Collected data:
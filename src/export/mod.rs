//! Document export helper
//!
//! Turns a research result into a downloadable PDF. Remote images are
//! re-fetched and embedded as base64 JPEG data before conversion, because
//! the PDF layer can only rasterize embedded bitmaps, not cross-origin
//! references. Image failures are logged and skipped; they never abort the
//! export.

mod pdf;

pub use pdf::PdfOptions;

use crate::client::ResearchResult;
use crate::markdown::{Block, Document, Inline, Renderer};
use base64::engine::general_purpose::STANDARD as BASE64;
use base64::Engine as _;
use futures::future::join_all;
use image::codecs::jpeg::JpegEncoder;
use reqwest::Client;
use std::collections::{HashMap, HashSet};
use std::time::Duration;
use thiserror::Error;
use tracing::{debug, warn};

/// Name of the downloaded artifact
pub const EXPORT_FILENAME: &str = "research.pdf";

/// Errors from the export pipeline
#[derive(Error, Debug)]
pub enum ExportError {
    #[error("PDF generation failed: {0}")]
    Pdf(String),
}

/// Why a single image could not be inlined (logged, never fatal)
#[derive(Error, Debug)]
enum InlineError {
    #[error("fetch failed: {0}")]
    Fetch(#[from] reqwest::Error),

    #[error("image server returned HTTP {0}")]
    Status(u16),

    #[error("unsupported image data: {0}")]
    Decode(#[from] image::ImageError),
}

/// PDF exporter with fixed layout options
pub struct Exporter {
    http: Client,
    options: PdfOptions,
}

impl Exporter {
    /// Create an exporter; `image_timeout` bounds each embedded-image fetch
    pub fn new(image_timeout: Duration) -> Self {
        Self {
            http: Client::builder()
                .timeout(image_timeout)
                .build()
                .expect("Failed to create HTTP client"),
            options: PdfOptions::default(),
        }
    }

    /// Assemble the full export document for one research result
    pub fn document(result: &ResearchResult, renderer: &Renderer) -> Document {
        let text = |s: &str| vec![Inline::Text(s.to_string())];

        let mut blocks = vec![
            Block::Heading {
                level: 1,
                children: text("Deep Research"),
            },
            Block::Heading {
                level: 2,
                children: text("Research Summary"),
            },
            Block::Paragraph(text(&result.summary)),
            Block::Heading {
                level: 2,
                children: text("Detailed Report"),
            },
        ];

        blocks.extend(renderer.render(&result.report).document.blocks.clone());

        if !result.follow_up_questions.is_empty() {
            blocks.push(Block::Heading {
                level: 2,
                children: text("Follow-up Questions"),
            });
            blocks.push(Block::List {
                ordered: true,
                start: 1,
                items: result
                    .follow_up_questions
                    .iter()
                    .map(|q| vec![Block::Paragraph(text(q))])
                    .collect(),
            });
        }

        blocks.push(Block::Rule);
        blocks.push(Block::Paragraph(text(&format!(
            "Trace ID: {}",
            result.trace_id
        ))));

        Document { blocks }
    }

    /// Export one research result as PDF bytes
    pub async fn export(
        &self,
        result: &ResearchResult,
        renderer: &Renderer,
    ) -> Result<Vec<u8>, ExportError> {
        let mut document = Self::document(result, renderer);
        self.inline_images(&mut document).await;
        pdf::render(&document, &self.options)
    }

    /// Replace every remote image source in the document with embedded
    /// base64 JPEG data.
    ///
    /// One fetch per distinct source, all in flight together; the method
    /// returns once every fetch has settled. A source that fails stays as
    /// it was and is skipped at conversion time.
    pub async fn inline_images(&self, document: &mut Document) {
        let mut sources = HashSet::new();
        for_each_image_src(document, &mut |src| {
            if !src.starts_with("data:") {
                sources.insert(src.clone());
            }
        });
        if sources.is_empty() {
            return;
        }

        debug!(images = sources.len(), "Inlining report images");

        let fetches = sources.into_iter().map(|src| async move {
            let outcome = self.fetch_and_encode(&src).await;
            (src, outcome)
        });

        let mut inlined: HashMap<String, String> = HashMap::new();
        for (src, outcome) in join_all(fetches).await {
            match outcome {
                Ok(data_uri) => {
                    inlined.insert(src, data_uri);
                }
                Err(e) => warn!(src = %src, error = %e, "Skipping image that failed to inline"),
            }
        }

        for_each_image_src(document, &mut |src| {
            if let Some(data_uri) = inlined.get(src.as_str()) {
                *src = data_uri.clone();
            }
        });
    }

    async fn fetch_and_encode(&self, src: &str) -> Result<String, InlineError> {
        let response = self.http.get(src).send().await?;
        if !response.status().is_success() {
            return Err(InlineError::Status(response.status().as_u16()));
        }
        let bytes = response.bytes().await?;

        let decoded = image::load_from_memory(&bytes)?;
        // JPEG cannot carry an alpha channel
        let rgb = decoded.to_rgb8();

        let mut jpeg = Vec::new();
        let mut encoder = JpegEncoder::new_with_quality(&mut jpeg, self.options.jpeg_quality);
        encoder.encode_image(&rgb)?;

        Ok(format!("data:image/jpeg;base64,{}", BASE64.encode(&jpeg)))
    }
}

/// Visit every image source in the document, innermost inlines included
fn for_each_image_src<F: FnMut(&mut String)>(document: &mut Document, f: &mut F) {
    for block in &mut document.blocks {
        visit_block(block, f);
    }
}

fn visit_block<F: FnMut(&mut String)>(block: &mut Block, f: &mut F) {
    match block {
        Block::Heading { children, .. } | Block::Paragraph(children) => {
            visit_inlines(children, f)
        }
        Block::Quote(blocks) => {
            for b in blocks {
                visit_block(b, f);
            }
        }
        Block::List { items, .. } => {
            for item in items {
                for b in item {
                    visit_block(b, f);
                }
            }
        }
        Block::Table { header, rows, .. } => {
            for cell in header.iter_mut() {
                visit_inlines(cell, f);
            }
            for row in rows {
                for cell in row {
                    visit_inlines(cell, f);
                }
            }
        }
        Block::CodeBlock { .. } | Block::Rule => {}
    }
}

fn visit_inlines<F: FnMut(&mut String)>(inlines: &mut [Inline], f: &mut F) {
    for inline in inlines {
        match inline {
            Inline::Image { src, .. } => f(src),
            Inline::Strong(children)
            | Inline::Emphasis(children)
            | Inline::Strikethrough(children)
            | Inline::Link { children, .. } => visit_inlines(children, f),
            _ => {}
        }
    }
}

◆ What this task involves
Each entry, from start to finish, must be restated exactly.

◆ Solution to this exercise
filename src/export/mod.rs
//! Document export helper
//!
//! Turns a research result into a downloadable PDF. Remote images are
//! re-fetched and embedded as base64 JPEG data before conversion, because
//! the PDF layer can only rasterize embedded bitmaps, not cross-origin
//! references. Image failures are logged and skipped; they never abort the
//! export.

mod pdf;

pub use pdf::PdfOptions;

use crate::client::ResearchResult;
use crate::markdown::{Block, Document, Inline, Renderer};
use base64::engine::general_purpose::STANDARD as BASE64;
use base64::Engine as _;
use futures::future::join_all;
use image::codecs::jpeg::JpegEncoder;
use reqwest::Client;
use std::collections::{HashMap, HashSet};
use std::time::Duration;
use thiserror::Error;
use tracing::{debug, warn};

/// Name of the downloaded artifact
pub const EXPORT_FILENAME: &str = "research.pdf";

/// Errors from the export pipeline
#[derive(Error, Debug)]
pub enum ExportError {
    #[error("PDF generation failed: {0}")]
    Pdf(String),
}

/// Why a single image could not be inlined (logged, never fatal)
#[derive(Error, Debug)]
enum InlineError {
    #[error("fetch failed: {0}")]
    Fetch(#[from] reqwest::Error),

    #[error("image server returned HTTP {0}")]
    Status(u16),

    #[error("unsupported image data: {0}")]
    Decode(#[from] image::ImageError),
}

/// PDF exporter with fixed layout options
pub struct Exporter {
    http: Client,
    options: PdfOptions,
}

impl Exporter {
    /// Create an exporter; `image_timeout` bounds each embedded-image fetch
    pub fn new(image_timeout: Duration) -> Self {
        Self {
            http: Client::builder()
                .timeout(image_timeout)
                .build()
                .expect("Failed to create HTTP client"),
            options: PdfOptions::default(),
        }
    }

    /// Assemble the full export document for one research result
    pub fn document(result: &ResearchResult, renderer: &Renderer) -> Document {
        let text = |s: &str| vec![Inline::Text(s.to_string())];

        let mut blocks = vec![
            Block::Heading {
                level: 1,
                children: text("Deep Research"),
            },
            Block::Heading {
                level: 2,
                children: text("Research Summary"),
            },
            Block::Paragraph(text(&result.summary)),
            Block::Heading {
                level: 2,
                children: text("Detailed Report"),
            },
        ];

        blocks.extend(renderer.render(&result.report).document.blocks.clone());

        if !result.follow_up_questions.is_empty() {
            blocks.push(Block::Heading {
                level: 2,
                children: text("Follow-up Questions"),
            });
            blocks.push(Block::List {
                ordered: true,
                start: 1,
                items: result
                    .follow_up_questions
                    .iter()
                    .map(|q| vec![Block::Paragraph(text(q))])
                    .collect(),
            });
        }

        blocks.push(Block::Rule);
        blocks.push(Block::Paragraph(text(&format!(
            "Trace ID: {}",
            result.trace_id
        ))));

        Document { blocks }
    }

    /// Export one research result as PDF bytes
    pub async fn export(
        &self,
        result: &ResearchResult,
        renderer: &Renderer,
    ) -> Result<Vec<u8>, ExportError> {
        let mut document = Self::document(result, renderer);
        self.inline_images(&mut document).await;
        pdf::render(&document, &self.options)
    }

    /// Replace every remote image source in the document with embedded
    /// base64 JPEG data.
    ///
    /// One fetch per distinct source, all in flight together; the method
    /// returns once every fetch has settled. A source that fails stays as
    /// it was and is skipped at conversion time.
    pub async fn inline_images(&self, document: &mut Document) {
        let mut sources = HashSet::new();
        for_each_image_src(document, &mut |src| {
            if !src.starts_with("data:") {
                sources.insert(src.clone());
            }
        });
        if sources.is_empty() {
            return;
        }

        debug!(images = sources.len(), "Inlining report images");

        let fetches = sources.into_iter().map(|src| async move {
            let outcome = self.fetch_and_encode(&src).await;
            (src, outcome)
        });

        let mut inlined: HashMap<String, String> = HashMap::new();
        for (src, outcome) in join_all(fetches).await {
            match outcome {
                Ok(data_uri) => {
                    inlined.insert(src, data_uri);
                }
                Err(e) => warn!(src = %src, error = %e, "Skipping image that failed to inline"),
            }
        }

        for_each_image_src(document, &mut |src| {
            if let Some(data_uri) = inlined.get(src.as_str()) {
                *src = data_uri.clone();
            }
        });
    }

    async fn fetch_and_encode(&self, src: &str) -> Result<String, InlineError> {
        let response = self.http.get(src).send().await?;
        if !response.status().is_success() {
            return Err(InlineError::Status(response.status().as_u16()));
        }
        let bytes = response.bytes().await?;

        let decoded = image::load_from_memory(&bytes)?;
        // JPEG cannot carry an alpha channel
        let rgb = decoded.to_rgb8();

        let mut jpeg = Vec::new();
        let mut encoder = JpegEncoder::new_with_quality(&mut jpeg, self.options.jpeg_quality);
        encoder.encode_image(&rgb)?;

        Ok(format!("data:image/jpeg;base64,{}", BASE64.encode(&jpeg)))
    }
}

/// Visit every image source in the document, innermost inlines included
fn for_each_image_src<F: FnMut(&mut String)>(document: &mut Document, f: &mut F) {
    for block in &mut document.blocks {
        visit_block(block, f);
    }
}

fn visit_block<F: FnMut(&mut String)>(block: &mut Block, f: &mut F) {
    match block {
        Block::Heading { children, .. } | Block::Paragraph(children) => {
            visit_inlines(children, f)
        }
        Block::Quote(blocks) => {
            for b in blocks {
                visit_block(b, f);
            }
        }
        Block::List { items, .. } => {
            for item in items {
                for b in item {
                    visit_block(b, f);
                }
            }
        }
        Block::Table { header, rows, .. } => {
            for cell in header.iter_mut() {
                visit_inlines(cell, f);
            }
            for row in rows {
                for cell in row {
                    visit_inlines(cell, f);
                }
            }
        }
        Block::CodeBlock { .. } | Block::Rule => {}
    }
}

fn visit_inlines<F: FnMut(&mut String)>(inlines: &mut [Inline], f: &mut F) {
    for inline in inlines {
        match inline {
            Inline::Image { src, .. } => f(src),
            Inline::Strong(children)
            | Inline::Emphasis(children)
            | Inline::Strikethrough(children)
            | Inline::Link { children, .. } => visit_inlines(children, f),
            _ => {}
        }
    }
}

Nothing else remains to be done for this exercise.